T4: E9 – Pedra Furada>>Aborim
Ontem, ainda cheio do almoço, mas querendo ver o jogo da seleção, voltei ao restaurante. Não tinha quase ninguém, por isso sentei-me ao lado do dono que estava a jantar, pedi para me arranjar uns queijos e uns presuntos e fomos ficando numa alegre cavaqueira, enquanto víamos o jogo.
Recordando que estava no albergue do Palhaçudo, apercebi-me que este nome era tudo, menos consensual. Se toda a gente ficou satisfeita com a recuperação de uma escola primária em ruínas, nem toda a gente gostava do nome, gostariam de um nome mais nobre. Enfim, coisas das aldeias.
Vamos agora ao caso da morte da borrefa. Tinha prometido à M. que hoje iria tratar do assunto em Barcelos, mas estava naquela de logo se vê.
Mas tinha que ir à farmácia comprar um daqueles cremes que têm arnica, hipericão, etc. e que são ótimos para relaxar e hidratar as pernas (a embalagem que trouxe era grande, mas engana o freguês porque só deve estar meio cheia).
De farmácia em farmácia, fui perguntando se havia próximo algum centro de enfermagem. Para meu grande espanto, consegui encontrar um e só esperei dois minutos até ser atendido.
Diga-se de passagem que a borrefa não me tinha chateado nada, não doía, até parecia que se tinha curado. Fui logo dizendo ao enfermeiro que era um grande cagarola e ele, depois de me observar, disse que estava tudo bem, que ela tinha rebentado e já não tinha quase líquido. Ou seja, a borrefa tinha-se suicidado antes que dessem cabo dela. De qualquer modo ele lá desinfetou a coisa e fez um penso novo.
Estava a pagar (sete euros) quando uma porta se abre de repente e uma moça, com um grande sorriso, diz “Mas que saudades que eu tinha de ouvir falar assim!!!”.
Fez uma festa, porque tinha tirado o curso em Faro e havia muito tempo que não ouvia o sotaque (sotaque, qual sotaque?) algarvio.

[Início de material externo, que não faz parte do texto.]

//! Base renderer state machine
//!
//! [`BaseRenderer`] enforces the lifecycle transitions, keeps the sample
//! stream attached while enabled and translates stream timestamps into
//! renderer time by adding the stream offset. Track-specific renderers supply
//! a [`RendererHooks`] implementation; every hook fires after the transition
//! it describes.

use crate::error::{BoxError, Error, RendererError, Result};
use crate::format::{DecoderInputBuffer, Format, FormatHolder, TrackType};
use crate::renderer::capabilities::{
    AdaptiveSupport, FormatSupport, RendererCapabilities, RendererConfiguration,
};
use crate::renderer::RendererState;
use crate::source::{ReadResult, SharedSampleStream};
use playctl_common::time::TIME_END_OF_SOURCE;
use tracing::debug;

/// Track-specific behavior plugged into a [`BaseRenderer`]
///
/// Only `name` and `supports_format` are required; the lifecycle hooks are
/// no-ops by default.
pub trait RendererHooks {
    /// Name used in logs and errors
    fn name(&self) -> &str;

    /// Capabilities for `format`
    fn supports_format(&self, format: &Format) -> Result<RendererCapabilities>;

    /// Whether the renderer can adapt between formats of different MIME types
    fn supports_mixed_mime_type_adaptation(&self) -> AdaptiveSupport {
        AdaptiveSupport::NotSupported
    }

    /// Renderer was enabled; the stream is not attached yet
    fn on_enabled(&mut self, _joining: bool, _may_render_start_of_stream: bool) -> Result<()> {
        Ok(())
    }

    /// A new stream was attached
    fn on_stream_changed(
        &mut self,
        _formats: &[Format],
        _start_position_us: i64,
        _offset_us: i64,
    ) -> Result<()> {
        Ok(())
    }

    /// Position was reset (enable, seek)
    fn on_position_reset(&mut self, _position_us: i64, _joining: bool) -> Result<()> {
        Ok(())
    }

    fn on_started(&mut self) -> Result<()> {
        Ok(())
    }

    fn on_stopped(&mut self) {}

    fn on_disabled(&mut self) {}

    fn on_reset(&mut self) {}
}

/// Stream handed to a renderer by `enable` or `replace_stream`
#[derive(Clone)]
pub struct StreamAttachment {
    /// Formats the renderer may receive from the stream
    pub formats: Vec<Format>,
    pub stream: SharedSampleStream,
    /// Position of the first sample the renderer will render, in renderer time
    pub start_position_us: i64,
    /// Offset added to every stream timestamp to get renderer time
    pub offset_us: i64,
}

impl StreamAttachment {
    pub fn new(
        formats: Vec<Format>,
        stream: SharedSampleStream,
        start_position_us: i64,
        offset_us: i64,
    ) -> Self {
        Self {
            formats,
            stream,
            start_position_us,
            offset_us,
        }
    }
}

/// Renderer lifecycle and timestamp bookkeeping for one track
pub struct BaseRenderer<H: RendererHooks> {
    track_type: TrackType,
    index: usize,
    hooks: H,
    state: RendererState,
    configuration: Option<RendererConfiguration>,
    format_holder: FormatHolder,
    stream: Option<SharedSampleStream>,
    stream_formats: Vec<Format>,
    stream_offset_us: i64,
    last_reset_position_us: i64,
    reading_position_us: i64,
    stream_is_final: bool,
}

impl<H: RendererHooks> BaseRenderer<H> {
    pub fn new(track_type: TrackType, hooks: H) -> Self {
        Self {
            track_type,
            index: 0,
            hooks,
            state: RendererState::Disabled,
            configuration: None,
            format_holder: FormatHolder::new(),
            stream: None,
            stream_formats: Vec::new(),
            stream_offset_us: 0,
            last_reset_position_us: 0,
            reading_position_us: TIME_END_OF_SOURCE,
            stream_is_final: false,
        }
    }

    pub fn track_type(&self) -> TrackType {
        self.track_type
    }

    pub fn name(&self) -> &str {
        self.hooks.name()
    }

    /// Index of the renderer within the pipeline
    pub fn index(&self) -> usize {
        self.index
    }

    pub fn set_index(&mut self, index: usize) {
        self.index = index;
    }

    pub fn state(&self) -> RendererState {
        self.state
    }

    pub fn hooks(&self) -> &H {
        &self.hooks
    }

    pub fn hooks_mut(&mut self) -> &mut H {
        &mut self.hooks
    }

    /// Configuration from the most recent `enable`
    pub fn configuration(&self) -> Option<RendererConfiguration> {
        self.configuration
    }

    /// Attached stream; `None` while disabled
    pub fn stream(&self) -> Option<&SharedSampleStream> {
        self.stream.as_ref()
    }

    /// Formats of the attached stream
    pub fn stream_formats(&self) -> &[Format] {
        &self.stream_formats
    }

    pub fn stream_offset_us(&self) -> i64 {
        self.stream_offset_us
    }

    /// Position passed to the most recent enable or position reset
    pub fn last_reset_position_us(&self) -> i64 {
        self.last_reset_position_us
    }

    /// Highest renderer-time timestamp read, or `TIME_END_OF_SOURCE`
    pub fn reading_position_us(&self) -> i64 {
        self.reading_position_us
    }

    pub fn has_read_stream_to_end(&self) -> bool {
        self.reading_position_us == TIME_END_OF_SOURCE
    }

    /// Mark the attached stream as the last one before the renderer is disabled
    pub fn set_current_stream_final(&mut self) {
        self.stream_is_final = true;
    }

    pub fn is_current_stream_final(&self) -> bool {
        self.stream_is_final
    }

    /// Scratch format holder, cleared before it is handed out
    pub fn format_holder(&mut self) -> &mut FormatHolder {
        self.format_holder.clear();
        &mut self.format_holder
    }

    pub fn supports_format(&self, format: &Format) -> Result<RendererCapabilities> {
        self.hooks.supports_format(format)
    }

    pub fn supports_mixed_mime_type_adaptation(&self) -> AdaptiveSupport {
        self.hooks.supports_mixed_mime_type_adaptation()
    }

    /// Enable the renderer and attach its first stream
    ///
    /// # Errors
    /// Fails with [`Error::InvalidState`] unless disabled. A failing hook is
    /// returned as-is and leaves the renderer enabled; the caller disables it.
    pub fn enable(
        &mut self,
        configuration: RendererConfiguration,
        attachment: StreamAttachment,
        position_us: i64,
        joining: bool,
        may_render_start_of_stream: bool,
    ) -> Result<()> {
        self.require_state("enable", &[RendererState::Disabled])?;
        debug!(
            "[Renderer {}] Enabling {} at {}us (joining={})",
            self.index,
            self.hooks.name(),
            position_us,
            joining
        );
        self.configuration = Some(configuration);
        self.state = RendererState::Enabled;
        self.last_reset_position_us = position_us;
        self.hooks.on_enabled(joining, may_render_start_of_stream)?;
        self.attach_stream(attachment)?;
        // Reading position stays at the stream offset set by attach_stream
        self.hooks.on_position_reset(position_us, joining)
    }

    /// Enabled -> Started
    pub fn start(&mut self) -> Result<()> {
        self.require_state("start", &[RendererState::Enabled])?;
        self.state = RendererState::Started;
        debug!("[Renderer {}] Started", self.index);
        self.hooks.on_started()
    }

    /// Started -> Enabled
    pub fn stop(&mut self) -> Result<()> {
        self.require_state("stop", &[RendererState::Started])?;
        self.state = RendererState::Enabled;
        debug!("[Renderer {}] Stopped", self.index);
        self.hooks.on_stopped();
        Ok(())
    }

    /// Enabled -> Disabled; detaches the stream
    pub fn disable(&mut self) -> Result<()> {
        self.require_state("disable", &[RendererState::Enabled])?;
        self.format_holder.clear();
        self.state = RendererState::Disabled;
        self.stream = None;
        self.stream_formats.clear();
        self.stream_is_final = false;
        debug!("[Renderer {}] Disabled", self.index);
        self.hooks.on_disabled();
        Ok(())
    }

    /// Release resources held while disabled
    pub fn reset(&mut self) -> Result<()> {
        self.require_state("reset", &[RendererState::Disabled])?;
        self.format_holder.clear();
        debug!("[Renderer {}] Reset", self.index);
        self.hooks.on_reset();
        Ok(())
    }

    /// Swap in the stream of the next period
    ///
    /// # Errors
    /// [`Error::InvalidState`] while disabled, [`Error::StreamFinal`] if the
    /// current stream was marked final.
    pub fn replace_stream(&mut self, attachment: StreamAttachment) -> Result<()> {
        self.require_state(
            "replace stream",
            &[RendererState::Enabled, RendererState::Started],
        )?;
        self.attach_stream(attachment)
    }

    /// Reset the position after a seek
    pub fn reset_position(&mut self, position_us: i64) -> Result<()> {
        self.require_state(
            "reset position",
            &[RendererState::Enabled, RendererState::Started],
        )?;
        self.stream_is_final = false;
        self.last_reset_position_us = position_us;
        self.reading_position_us = position_us;
        self.hooks.on_position_reset(position_us, false)
    }

    /// Read from the attached stream, translating timestamps to renderer time
    ///
    /// An end-of-stream buffer is only passed on once the stream is final;
    /// before that the renderer sees [`ReadResult::NothingRead`] so a
    /// following stream can be attached seamlessly.
    pub fn read_source(
        &mut self,
        format_holder: &mut FormatHolder,
        buffer: &mut DecoderInputBuffer,
        format_required: bool,
    ) -> Result<ReadResult> {
        let stream = self.stream.as_ref().ok_or(Error::NoStream)?;
        let result = stream
            .borrow_mut()
            .read_data(format_holder, buffer, format_required);
        match result {
            ReadResult::BufferRead if buffer.is_end_of_stream() => {
                self.reading_position_us = TIME_END_OF_SOURCE;
                if self.stream_is_final {
                    Ok(ReadResult::BufferRead)
                } else {
                    Ok(ReadResult::NothingRead)
                }
            }
            ReadResult::BufferRead => {
                buffer.time_us = buffer.time_us.saturating_add(self.stream_offset_us);
                self.reading_position_us = self.reading_position_us.max(buffer.time_us);
                Ok(ReadResult::BufferRead)
            }
            ReadResult::FormatRead => {
                if let Some(format) = format_holder.format.as_mut() {
                    if !format.is_sample_relative() {
                        format.subsample_offset_us = format
                            .subsample_offset_us
                            .saturating_add(self.stream_offset_us);
                    }
                }
                Ok(ReadResult::FormatRead)
            }
            ReadResult::NothingRead => Ok(ReadResult::NothingRead),
        }
    }

    /// Skip stream samples up to `position_us` (renderer time)
    pub fn skip_source(&mut self, position_us: i64) -> Result<usize> {
        let stream = self.stream.as_ref().ok_or(Error::NoStream)?;
        let skipped = stream
            .borrow_mut()
            .skip_data(position_us.saturating_sub(self.stream_offset_us));
        Ok(skipped)
    }

    /// Whether the source can provide data now
    ///
    /// After reading to the end of the stream this is true only for a final
    /// stream.
    pub fn is_source_ready(&self) -> bool {
        if self.has_read_stream_to_end() {
            return self.stream_is_final;
        }
        self.stream
            .as_ref()
            .is_some_and(|stream| stream.borrow().is_ready())
    }

    /// Return a pending stream error without consuming it
    pub fn maybe_throw_stream_error(&self) -> Result<()> {
        let stream = self.stream.as_ref().ok_or(Error::NoStream)?;
        stream.borrow().maybe_throw_error()?;
        Ok(())
    }

    /// Wrap `cause` with this renderer's context
    ///
    /// The format's support level comes from the renderer's own query. A
    /// failing query is logged and reported as [`FormatSupport::Handled`].
    pub fn create_renderer_error(
        &self,
        cause: impl Into<BoxError>,
        format: Option<&Format>,
    ) -> RendererError {
        let format_support = match format {
            Some(format) => match self.hooks.supports_format(format) {
                Ok(capabilities) => capabilities.format_support,
                Err(e) => {
                    debug!(
                        "[Renderer {}] Format support query failed while building error: {}",
                        self.index, e
                    );
                    FormatSupport::Handled
                }
            },
            None => FormatSupport::Handled,
        };
        RendererError {
            cause: cause.into(),
            renderer_name: self.hooks.name().to_string(),
            renderer_index: self.index,
            format: format.cloned(),
            format_support,
        }
    }

    fn attach_stream(&mut self, attachment: StreamAttachment) -> Result<()> {
        if self.stream_is_final {
            return Err(Error::StreamFinal);
        }
        let StreamAttachment {
            formats,
            stream,
            start_position_us,
            offset_us,
        } = attachment;
        debug!(
            "[Renderer {}] Attaching stream: {} formats, start={}us, offset={}us",
            self.index,
            formats.len(),
            start_position_us,
            offset_us
        );
        self.stream = Some(stream);
        self.reading_position_us = offset_us;
        self.stream_offset_us = offset_us;
        self.stream_formats = formats;
        self.hooks
            .on_stream_changed(&self.stream_formats, start_position_us, offset_us)
    }

    fn require_state(&self, operation: &'static str, allowed: &[RendererState]) -> Result<()> {
        if allowed.contains(&self.state) {
            Ok(())
        } else {
            Err(Error::InvalidState {
                operation,
                state: self.state,
            })
        }
    }
}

Comentou que percebia perfeitamente a minha dificuldade em ser entendido aqui, porque ela, quando foi lá para baixo, passou pelo mesmo, tinha sempre que repetir as frases. E nós somos um país pequeno…
Aqui nesta zona de Barcelos, o peregrino é rei. Muita placa a avisar que há peregrinos na estrada, muita publicidade a albergues, bancos dedicados ao peregrino, monumentos, estátuas, até uma “yellow brick road”, pressente-se a dinamização que isto representa para a economia local.
Hoje fui interpelado por um local que, além dos gestos indicando o Caminho, fez questão de parar a motinha para falar comigo. Confesso que não percebi mais de metade do que ele disse, mas sei que ele andava a ver o milho (seja lá o que isso for), tinha quatro cabras e um bode, e que me aconselhou a comer redondo ali perto.
Depois é que eu percebi que comer redondo era comer num prato, em vez de ficar pelas sandes.
E assim fiz, em mais um café dedicado aos peregrinos e à malta que trabalha e onde, mais uma vez, acharam que eu era inglês. Almocei uns pastéis de bacalhau (aqui chamam bolinhos de bacalhau) com batata assada, arroz e salada, uma canjinha, duas imperiais, tudo por oito euros.
E ainda fizeram questão de carimbar a credencial, com um carimbo dedicado ao Caminho.
Curiosamente, hoje não vi quase nenhuns peregrinos. Estive a descansar um pouco perto de outro albergue quando passou um, já sem a mochila. Quando arranquei. ele vinha de volta e quase que me parou, falando francês e perguntando se eu não ficava ali e ia fazer ainda mais vinte e um quilómetros. Lá o tranquilizei, dizendo que ia andar apenas mais um pouco.
Na rubrica jardins, isto tem andado fraco, mas mesmo assim temos hoje as três pirâmides.
O percurso de hoje, 23,3 quilómetros, foi essencialmente urbano, porque as terras sucedem-se juntinhas umas às outras.